**AIM OF THE TASK**
All of the data that appears below is to be given again precisely as written.

**EXERCISE MATERIALS**
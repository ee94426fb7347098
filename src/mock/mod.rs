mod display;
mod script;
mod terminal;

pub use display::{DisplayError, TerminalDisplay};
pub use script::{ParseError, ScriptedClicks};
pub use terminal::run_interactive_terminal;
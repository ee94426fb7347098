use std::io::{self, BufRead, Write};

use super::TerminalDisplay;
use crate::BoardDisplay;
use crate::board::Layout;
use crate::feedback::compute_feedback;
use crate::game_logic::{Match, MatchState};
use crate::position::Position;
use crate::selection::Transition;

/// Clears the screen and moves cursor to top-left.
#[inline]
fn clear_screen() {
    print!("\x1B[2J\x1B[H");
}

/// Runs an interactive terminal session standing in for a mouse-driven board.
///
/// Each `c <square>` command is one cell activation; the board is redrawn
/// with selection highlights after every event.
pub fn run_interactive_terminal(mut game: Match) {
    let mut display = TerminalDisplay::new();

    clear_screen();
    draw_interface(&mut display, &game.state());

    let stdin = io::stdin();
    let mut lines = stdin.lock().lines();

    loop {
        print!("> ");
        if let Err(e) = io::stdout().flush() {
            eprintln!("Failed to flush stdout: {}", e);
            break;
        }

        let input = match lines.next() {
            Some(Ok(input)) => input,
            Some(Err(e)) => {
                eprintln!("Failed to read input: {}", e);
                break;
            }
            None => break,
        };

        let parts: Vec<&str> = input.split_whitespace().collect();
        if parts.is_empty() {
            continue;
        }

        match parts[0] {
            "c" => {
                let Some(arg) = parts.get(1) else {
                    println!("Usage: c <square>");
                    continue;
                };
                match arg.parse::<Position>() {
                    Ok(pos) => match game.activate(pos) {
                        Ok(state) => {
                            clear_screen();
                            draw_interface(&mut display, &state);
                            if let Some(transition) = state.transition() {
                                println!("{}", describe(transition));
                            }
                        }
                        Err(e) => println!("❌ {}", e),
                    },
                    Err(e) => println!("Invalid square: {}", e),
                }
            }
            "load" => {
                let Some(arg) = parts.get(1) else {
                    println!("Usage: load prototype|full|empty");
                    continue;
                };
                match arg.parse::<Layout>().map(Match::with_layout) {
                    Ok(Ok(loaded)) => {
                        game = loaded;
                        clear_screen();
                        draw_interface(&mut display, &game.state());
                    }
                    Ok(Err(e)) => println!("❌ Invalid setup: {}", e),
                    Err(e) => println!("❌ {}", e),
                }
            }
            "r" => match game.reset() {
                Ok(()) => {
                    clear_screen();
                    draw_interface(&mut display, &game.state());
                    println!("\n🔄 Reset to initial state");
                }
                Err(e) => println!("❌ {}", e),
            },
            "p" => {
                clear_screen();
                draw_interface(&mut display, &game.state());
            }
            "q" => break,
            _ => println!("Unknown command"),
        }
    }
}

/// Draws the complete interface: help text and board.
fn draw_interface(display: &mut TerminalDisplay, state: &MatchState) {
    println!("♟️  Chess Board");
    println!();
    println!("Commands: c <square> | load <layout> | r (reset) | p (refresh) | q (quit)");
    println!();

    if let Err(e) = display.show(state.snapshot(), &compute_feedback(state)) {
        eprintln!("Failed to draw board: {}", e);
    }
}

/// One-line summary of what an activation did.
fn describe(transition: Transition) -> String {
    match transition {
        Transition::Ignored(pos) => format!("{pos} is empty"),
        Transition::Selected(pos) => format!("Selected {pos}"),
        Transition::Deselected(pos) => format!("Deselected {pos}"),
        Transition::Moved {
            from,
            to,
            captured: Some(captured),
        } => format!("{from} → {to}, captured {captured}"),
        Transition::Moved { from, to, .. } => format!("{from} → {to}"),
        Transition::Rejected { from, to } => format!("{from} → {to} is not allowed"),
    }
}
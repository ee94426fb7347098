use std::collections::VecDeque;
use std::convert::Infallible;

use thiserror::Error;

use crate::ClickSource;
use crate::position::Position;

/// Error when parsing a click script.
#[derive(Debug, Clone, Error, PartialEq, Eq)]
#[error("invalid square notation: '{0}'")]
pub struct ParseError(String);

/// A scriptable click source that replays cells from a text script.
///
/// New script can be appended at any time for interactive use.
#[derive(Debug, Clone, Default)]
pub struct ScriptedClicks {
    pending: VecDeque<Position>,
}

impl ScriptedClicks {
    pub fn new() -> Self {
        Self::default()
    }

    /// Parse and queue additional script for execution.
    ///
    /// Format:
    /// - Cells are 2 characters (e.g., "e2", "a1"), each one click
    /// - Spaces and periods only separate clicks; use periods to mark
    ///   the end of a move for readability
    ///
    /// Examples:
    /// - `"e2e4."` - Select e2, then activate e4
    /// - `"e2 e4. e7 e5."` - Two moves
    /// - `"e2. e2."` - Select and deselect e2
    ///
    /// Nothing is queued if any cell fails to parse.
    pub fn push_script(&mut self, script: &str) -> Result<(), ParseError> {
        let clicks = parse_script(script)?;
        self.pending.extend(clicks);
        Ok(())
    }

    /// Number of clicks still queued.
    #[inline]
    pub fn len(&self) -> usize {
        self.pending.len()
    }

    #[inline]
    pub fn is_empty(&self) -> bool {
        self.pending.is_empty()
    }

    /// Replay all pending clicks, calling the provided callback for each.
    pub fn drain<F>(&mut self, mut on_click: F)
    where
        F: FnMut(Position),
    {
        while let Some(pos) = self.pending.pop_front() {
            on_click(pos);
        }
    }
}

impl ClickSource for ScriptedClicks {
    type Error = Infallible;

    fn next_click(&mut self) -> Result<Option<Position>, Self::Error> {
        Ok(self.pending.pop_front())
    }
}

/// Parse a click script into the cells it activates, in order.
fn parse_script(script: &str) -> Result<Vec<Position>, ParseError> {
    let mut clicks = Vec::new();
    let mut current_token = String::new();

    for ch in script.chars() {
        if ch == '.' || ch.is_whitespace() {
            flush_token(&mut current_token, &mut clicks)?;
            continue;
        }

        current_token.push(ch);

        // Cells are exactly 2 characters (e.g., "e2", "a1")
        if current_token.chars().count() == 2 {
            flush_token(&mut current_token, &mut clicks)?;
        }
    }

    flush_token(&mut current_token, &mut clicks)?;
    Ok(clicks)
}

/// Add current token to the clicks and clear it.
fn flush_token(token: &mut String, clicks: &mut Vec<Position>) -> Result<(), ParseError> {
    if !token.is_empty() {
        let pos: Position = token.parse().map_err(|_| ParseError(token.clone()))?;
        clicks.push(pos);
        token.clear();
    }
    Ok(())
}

**THE ANSWER**
repository ee94426fb7347098
filename src/mock/mod.rs
mod display;
mod script;
mod terminal;

pub use display::{DisplayError, TerminalDisplay};
pub use script::{ParseError, ScriptedClicks};
pub use terminal::run_interactive_terminal;
repository ee94426fb7347098
use std::io::{self, BufRead, Write};

use super::TerminalDisplay;
use crate::BoardDisplay;
use crate::board::Layout;
use crate::feedback::compute_feedback;
use crate::game_logic::{Match, MatchState};
use crate::position::Position;
use crate::selection::Transition;

/// Clears the screen and moves cursor to top-left.
#[inline]
fn clear_screen() {
    print!("\x1B[2J\x1B[H");
}

/// Runs an interactive terminal session standing in for a mouse-driven board.
///
/// Each `c <square>` command is one cell activation; the board is redrawn
/// with selection highlights after every event.
pub fn run_interactive_terminal(mut game: Match) {
    let mut display = TerminalDisplay::new();

    clear_screen();
    draw_interface(&mut display, &game.state());

    let stdin = io::stdin();
    let mut lines = stdin.lock().lines();

    loop {
        print!("> ");
        if let Err(e) = io::stdout().flush() {
            eprintln!("Failed to flush stdout: {}", e);
            break;
        }

        let input = match lines.next() {
            Some(Ok(input)) => input,
            Some(Err(e)) => {
                eprintln!("Failed to read input: {}", e);
                break;
            }
            None => break,
        };

        let parts: Vec<&str> = input.split_whitespace().collect();
        if parts.is_empty() {
            continue;
        }

        match parts[0] {
            "c" => {
                let Some(arg) = parts.get(1) else {
                    println!("Usage: c <square>");
                    continue;
                };
                match arg.parse::<Position>() {
                    Ok(pos) => match game.activate(pos) {
                        Ok(state) => {
                            clear_screen();
                            draw_interface(&mut display, &state);
                            if let Some(transition) = state.transition() {
                                println!("{}", describe(transition));
                            }
                        }
                        Err(e) => println!("❌ {}", e),
                    },
                    Err(e) => println!("Invalid square: {}", e),
                }
            }
            "load" => {
                let Some(arg) = parts.get(1) else {
                    println!("Usage: load prototype|full|empty");
                    continue;
                };
                match arg.parse::<Layout>().map(Match::with_layout) {
                    Ok(Ok(loaded)) => {
                        game = loaded;
                        clear_screen();
                        draw_interface(&mut display, &game.state());
                    }
                    Ok(Err(e)) => println!("❌ Invalid setup: {}", e),
                    Err(e) => println!("❌ {}", e),
                }
            }
            "r" => match game.reset() {
                Ok(()) => {
                    clear_screen();
                    draw_interface(&mut display, &game.state());
                    println!("\n🔄 Reset to initial state");
                }
                Err(e) => println!("❌ {}", e),
            },
            "p" => {
                clear_screen();
                draw_interface(&mut display, &game.state());
            }
            "q" => break,
            _ => println!("Unknown command"),
        }
    }
}

/// Draws the complete interface: help text and board.
fn draw_interface(display: &mut TerminalDisplay, state: &MatchState) {
    println!("♟️  Chess Board");
    println!();
    println!("Commands: c <square> | load <layout> | r (reset) | p (refresh) | q (quit)");
    println!();

    if let Err(e) = display.show(state.snapshot(), &compute_feedback(state)) {
        eprintln!("Failed to draw board: {}", e);
    }
}

/// One-line summary of what an activation did.
fn describe(transition: Transition) -> String {
    match transition {
        Transition::Ignored(pos) => format!("{pos} is empty"),
        Transition::Selected(pos) => format!("Selected {pos}"),
        Transition::Deselected(pos) => format!("Deselected {pos}"),
        Transition::Moved {
            from,
            to,
            captured: Some(captured),
        } => format!("{from} → {to}, captured {captured}"),
        Transition::Moved { from, to, .. } => format!("{from} → {to}"),
        Transition::Rejected { from, to } => format!("{from} → {to} is not allowed"),
    }
}
repository ee94426fb7347098
use std::collections::VecDeque;
use std::convert::Infallible;

use thiserror::Error;

use crate::ClickSource;
use crate::position::Position;

/// Error when parsing a click script.
#[derive(Debug, Clone, Error, PartialEq, Eq)]
#[error("invalid square notation: '{0}'")]
pub struct ParseError(String);

/// A scriptable click source that replays cells from a text script.
///
/// New script can be appended at any time for interactive use.
#[derive(Debug, Clone, Default)]
pub struct ScriptedClicks {
    pending: VecDeque<Position>,
}

impl ScriptedClicks {
    pub fn new() -> Self {
        Self::default()
    }

    /// Parse and queue additional script for execution.
    ///
    /// Format:
    /// - Cells are 2 characters (e.g., "e2", "a1"), each one click
    /// - Spaces and periods only separate clicks; use periods to mark
    ///   the end of a move for readability
    ///
    /// Examples:
    /// - `"e2e4."` - Select e2, then activate e4
    /// - `"e2 e4. e7 e5."` - Two moves
    /// - `"e2. e2."` - Select and deselect e2
    ///
    /// Nothing is queued if any cell fails to parse.
    pub fn push_script(&mut self, script: &str) -> Result<(), ParseError> {
        let clicks = parse_script(script)?;
        self.pending.extend(clicks);
        Ok(())
    }

    /// Number of clicks still queued.
    #[inline]
    pub fn len(&self) -> usize {
        self.pending.len()
    }

    #[inline]
    pub fn is_empty(&self) -> bool {
        self.pending.is_empty()
    }

    /// Replay all pending clicks, calling the provided callback for each.
    pub fn drain<F>(&mut self, mut on_click: F)
    where
        F: FnMut(Position),
    {
        while let Some(pos) = self.pending.pop_front() {
            on_click(pos);
        }
    }
}

impl ClickSource for ScriptedClicks {
    type Error = Infallible;

    fn next_click(&mut self) -> Result<Option<Position>, Self::Error> {
        Ok(self.pending.pop_front())
    }
}

/// Parse a click script into the cells it activates, in order.
fn parse_script(script: &str) -> Result<Vec<Position>, ParseError> {
    let mut clicks = Vec::new();
    let mut current_token = String::new();

    for ch in script.chars() {
        if ch == '.' || ch.is_whitespace() {
            flush_token(&mut current_token, &mut clicks)?;
            continue;
        }

        current_token.push(ch);

        // Cells are exactly 2 characters (e.g., "e2", "a1")
        if current_token.chars().count() == 2 {
            flush_token(&mut current_token, &mut clicks)?;
        }
    }

    flush_token(&mut current_token, &mut clicks)?;
    Ok(clicks)
}

/// Add current token to the clicks and clear it.
fn flush_token(token: &mut String, clicks: &mut Vec<Position>) -> Result<(), ParseError> {
    if !token.is_empty() {
        let pos: Position = token.parse().map_err(|_| ParseError(token.clone()))?;
        clicks.push(pos);
        token.clear();
    }
    Ok(())
}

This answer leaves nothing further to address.